In all of yesterday’s hoard of mail there was a mere one envelope worth opening. (Well, just between you and me, that doesn’t include the other piece that came looking like a check. For a brief moment of reality abandonment I thought I might be able to buy my way into a nice surprise after all. Nothing good ever comes easy.)
The meaningful envelope was hand-addressed, an unusual trait in today’s times and it wasn’t one of those perfectly scripted-by-computer “handwritings.” This was sloppy, human handwriting. This was a real letter! I had received a r-e-a-l letter from a real human being!
As if that weren’t excitement enough and I suppose to subconsciously prolong this rare moment of suspense, I struggled to make out the name on the return address.

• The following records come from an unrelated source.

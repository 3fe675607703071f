//! Strongly-typed identifiers for domain entities.
//!
//! These prevent mixing up order handles, symbols and variant indices.

use serde::{Deserialize, Serialize};
use std::fmt;

macro_rules! define_id {
    ($name:ident, $doc:expr) => {
        #[doc = $doc]
        #[derive(Debug, Clone, PartialEq, Eq, Hash, PartialOrd, Ord, Serialize, Deserialize)]
        #[serde(transparent)]
        pub struct $name(String);

        impl $name {
            /// Create a new identifier from a string.
            #[must_use]
            pub fn new(value: impl Into<String>) -> Self {
                Self(value.into())
            }

            /// Get the inner string value.
            #[must_use]
            pub fn as_str(&self) -> &str {
                &self.0
            }
        }

        impl fmt::Display for $name {
            fn fmt(&self, f: &mut fmt::Formatter<'_>) -> fmt::Result {
                write!(f, "{}", self.0)
            }
        }

        impl AsRef<str> for $name {
            fn as_ref(&self) -> &str {
                &self.0
            }
        }

        impl From<String> for $name {
            fn from(value: String) -> Self {
                Self(value)
            }
        }

        impl From<&str> for $name {
            fn from(value: &str) -> Self {
                Self(value.to_string())
            }
        }
    };
}

define_id!(
    OrderId,
    "Opaque order handle issued by the execution collaborator."
);
define_id!(Symbol, "Ticker of a tradable instrument (e.g. `EURUSD`).");

/// Index of a strategy variant in creation order.
///
/// Variants are created once at startup and never removed, so the index is a
/// stable address into the engine's per-variant records.
#[derive(Debug, Clone, Copy, PartialEq, Eq, Hash, PartialOrd, Ord, Serialize, Deserialize)]
#[serde(transparent)]
pub struct VariantId(usize);

impl VariantId {
    /// Wrap a creation-order index.
    #[must_use]
    pub const fn new(index: usize) -> Self {
        Self(index)
    }

    /// Creation-order index.
    #[must_use]
    pub const fn index(self) -> usize {
        self.0
    }
}

impl fmt::Display for VariantId {
    fn fmt(&self, f: &mut fmt::Formatter<'_>) -> fmt::Result {
        write!(f, "V{}", self.0)
    }
}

I knew I knew it, I just couldn’t recall how I knew it. Then it dawned on me: This was from the oncologist I had twelve-years ago during cancer.
I’d always sent a Christmas card to him at his office, each year appreciative for and counting the culmination of years of life I couldn’t have had without his compassionate care. I thought the letter must be from his wife (what man these days handwrites a letter?). Then I feared whatever it said, for it must surely be bad news about his passing or something, because when you live in my boredom bad news is about the only news you get via letter. That was really going to blow my boredom safety bubble to smithereens.
Inside was a handwritten letter from the doctor himself. After twelve years of sending cards, he was corresponding with me as a friend, not a patient. He spoke humbly of retiring, a small farm he’s working for himself, the things he’s doing with nature, and how he misses his practice and the people in it. He has found his own little piece of boredom. Then he mentioned coming into his own first year of cancer survival. Setting his health trauma aside, the life he was making sounded so blissfully and boringly peaceful I could almost put myself there. He’d shared his piece of boredom with me and his little plot of it had truly blessed mine.
In my boring, little world, it doesn’t get any better than that kind of special surprise.
When is the last time you handwrote a letter that could turn someone else’s everyday boredom into a real sense of purpose? Some of us have learned the value of loving human surprises in their purest forms and we find them so wonderfully enjoyable we’re willing to wait years for another.
In response to WordPress Daily Prompt, Parlay.